You should hold off on creating your network plan until you have truthfully assessed your networking needs. Once you have that information available, you can start the task of determining what kind of client machines you need to purchase and what kind of servers you will have to set up on your network.
Keep in mind that business networks must meet the business requirements of your company or institution. While it is very difficult to assess the actual monetary value added aspects of business computer networks, the network must fit into the overall business plan. This relates to budgetary issues, the infrastructure of the company (do you have to connect remote offices to the central office?), and the level of security required for the network. A company handling credit card information on its network will certainly need a higher level of network security than other networks.

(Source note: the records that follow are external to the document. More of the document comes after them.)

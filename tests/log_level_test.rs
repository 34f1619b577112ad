// Test that the configured log level takes effect for native engine users.
// Kept in its own test binary since the max level is process-wide.

use log::LevelFilter;
use richtext_wasm::{EditorConfig, StyleEngine};

#[test]
fn test_engine_applies_configured_log_level() {
    let quiet = EditorConfig::from_json(r#"{"logLevel":"warn"}"#).expect("config should parse");
    let _engine = StyleEngine::from_markup("abc", quiet).expect("markup should parse");
    assert_eq!(log::max_level(), LevelFilter::Warn);

    // Unknown names fall back to debug
    let unknown = EditorConfig::from_json(r#"{"logLevel":"chatty"}"#).unwrap();
    let _engine = StyleEngine::new(unknown);
    assert_eq!(log::max_level(), LevelFilter::Debug);
}
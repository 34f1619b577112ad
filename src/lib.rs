//! Rich Text Editor WASM Module
//!
//! Inline style engine for a rich-text editor: detects, applies and removes
//! bold, italic, underline, strikethrough and font-family formatting over a
//! selection inside a document tree.

pub mod api;
pub mod config;
pub mod engine;
pub mod error;
pub mod style;
pub mod tree;

// Re-export commonly used types
pub use api::RichTextEditor;
pub use config::EditorConfig;
pub use engine::{Endpoint, Range, ResolvedRange, StyleEngine};
pub use error::{StyleError, StyleResult};
pub use style::{Style, StyleKind, StyleRequest, StyleSet};
pub use tree::{parse_markup, to_markup, Container, NodeId, NodeKind, Tag, Tree, DEFAULT_PLACEHOLDER};

use wasm_bindgen::prelude::*;

// This is like the `main` function, but for WASM modules.
#[wasm_bindgen(start)]
pub fn main() {
    #[cfg(feature = "console_error_panic_hook")]
    console_error_panic_hook::set_once();

    // A logger is already installed when the host initialized one first
    #[cfg(feature = "console_log")]
    let _ = console_log::init_with_level(log::Level::Trace);

    log::info!("Rich text editor WASM module initialized");
}
//! Inline style engine
//!
//! Locates a selection inside the document tree, reports which styles apply
//! uniformly across it, and applies or removes a style across it.
//!
//! ## Modules
//!
//! - `range`: selection ranges and the range resolver
//! - `inspect`: per-leaf style walk and cross-leaf intersection
//! - `apply`: wrap every leaf of a range in a style container
//! - `remove`: unwrap the nearest container of a kind around every leaf
//!
//! Every command takes its range explicitly; the engine keeps no selection
//! between calls.

pub mod apply;
pub mod inspect;
pub mod range;
pub mod remove;

pub use apply::apply_style;
pub use inspect::{detect, has_style, leaf_styles, selected_leaves};
pub use range::{resolve, Endpoint, Range, ResolvedRange};
pub use remove::remove_style;

use crate::config::EditorConfig;
use crate::error::{StyleError, StyleResult};
use crate::style::{Style, StyleKind, StyleSet};
use crate::tree::{parse_markup, to_markup, Tree};

/// Abort after a structural primitive failed on a range that had already been
/// validated. The tree can no longer be trusted.
pub(crate) fn corrupted(operation: &str, err: StyleError) -> ! {
    log::error!("{} corrupted the document tree: {}", operation, err);
    panic!("document tree corrupted during {}: {}", operation, err);
}

/// Owns the document tree and runs style commands against it
#[derive(Debug, Clone)]
pub struct StyleEngine {
    tree: Tree,
    config: EditorConfig,
}

impl Default for StyleEngine {
    fn default() -> Self {
        Self::new(EditorConfig::default())
    }
}

impl StyleEngine {
    /// Engine over an empty document
    pub fn new(config: EditorConfig) -> Self {
        let tree = Tree::with_placeholder(config.placeholder);
        Self::with_tree(tree, config)
    }

    /// Engine over an existing tree; the config's log level takes effect
    pub fn with_tree(tree: Tree, config: EditorConfig) -> Self {
        log::set_max_level(config.level_filter());
        Self { tree, config }
    }

    pub fn from_markup(markup: &str, config: EditorConfig) -> StyleResult<Self> {
        let tree = parse_markup(markup, config.placeholder)?;
        Ok(Self::with_tree(tree, config))
    }

    pub fn tree(&self) -> &Tree {
        &self.tree
    }

    pub fn tree_mut(&mut self) -> &mut Tree {
        &mut self.tree
    }

    pub fn into_tree(self) -> Tree {
        self.tree
    }

    pub fn config(&self) -> &EditorConfig {
        &self.config
    }

    pub fn to_markup(&self) -> String {
        to_markup(&self.tree)
    }

    pub fn resolve(&self, range: &Range) -> StyleResult<ResolvedRange> {
        resolve(&self.tree, range).map_err(|err| {
            log::warn!("rejected range {:?}: {}", range, err);
            err
        })
    }

    /// Styles that apply to every selected character of `range`
    ///
    /// For a caret this is the formatting at the caret's leaf.
    pub fn detect_styles(&self, range: &Range) -> StyleResult<StyleSet> {
        let resolved = self.resolve(range)?;
        let leaves = selected_leaves(&self.tree, &resolved);
        Ok(detect(&self.tree, &leaves))
    }

    pub fn apply_style(&mut self, style: &Style, range: &Range) -> StyleResult<Range> {
        log::debug!("apply_style {} over {:?}", style, range);
        apply_style(&mut self.tree, style, range).map_err(|err| {
            log::warn!("apply_style {} failed: {}", style, err);
            err
        })
    }

    pub fn remove_style(&mut self, kind: StyleKind, range: &Range) -> StyleResult<Range> {
        log::debug!("remove_style {} over {:?}", kind, range);
        remove_style(&mut self.tree, kind, range).map_err(|err| {
            log::warn!("remove_style {} failed: {}", kind, err);
            err
        })
    }

    /// Remove the style if the whole range already has it, otherwise apply it
    pub fn toggle_style(&mut self, style: &Style, range: &Range) -> StyleResult<Range> {
        if self.detect_styles(range)?.contains(style) {
            self.remove_style(style.kind(), range)
        } else {
            self.apply_style(style, range)
        }
    }
}
//! Result types returned to JavaScript

use crate::engine::Range;
use serde::{Deserialize, Serialize};

/// Result of a style command
#[derive(Serialize, Deserialize, Clone, Debug)]
#[serde(rename_all = "camelCase")]
pub struct CommandResult {
    /// Range covering the styled content, for the host to reselect
    pub range: Range,
    /// Document markup after the command
    pub markup: String,
}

A good way to expand your understanding of network planning is to read through this book. It provides nuts-and-bolts information on network infrastructures and some of the choices for network clients and network operating systems. Because this book does not profess to be anything more than an introduction to the world of networking, you will need to do some additional research. The World Wide Web is an incredible resource for the novice network builder. It provides information on products, networking theory, and even allows you to purchase the hardware and software that you need to get your network up and running.
In situations where you will be involved in the building of large networks, you might want to go outside your company and hire a consultant to help you plan the network infrastructure. In the case of smaller networks, a little research and some careful consideration should help you put together a network that will meet your needs.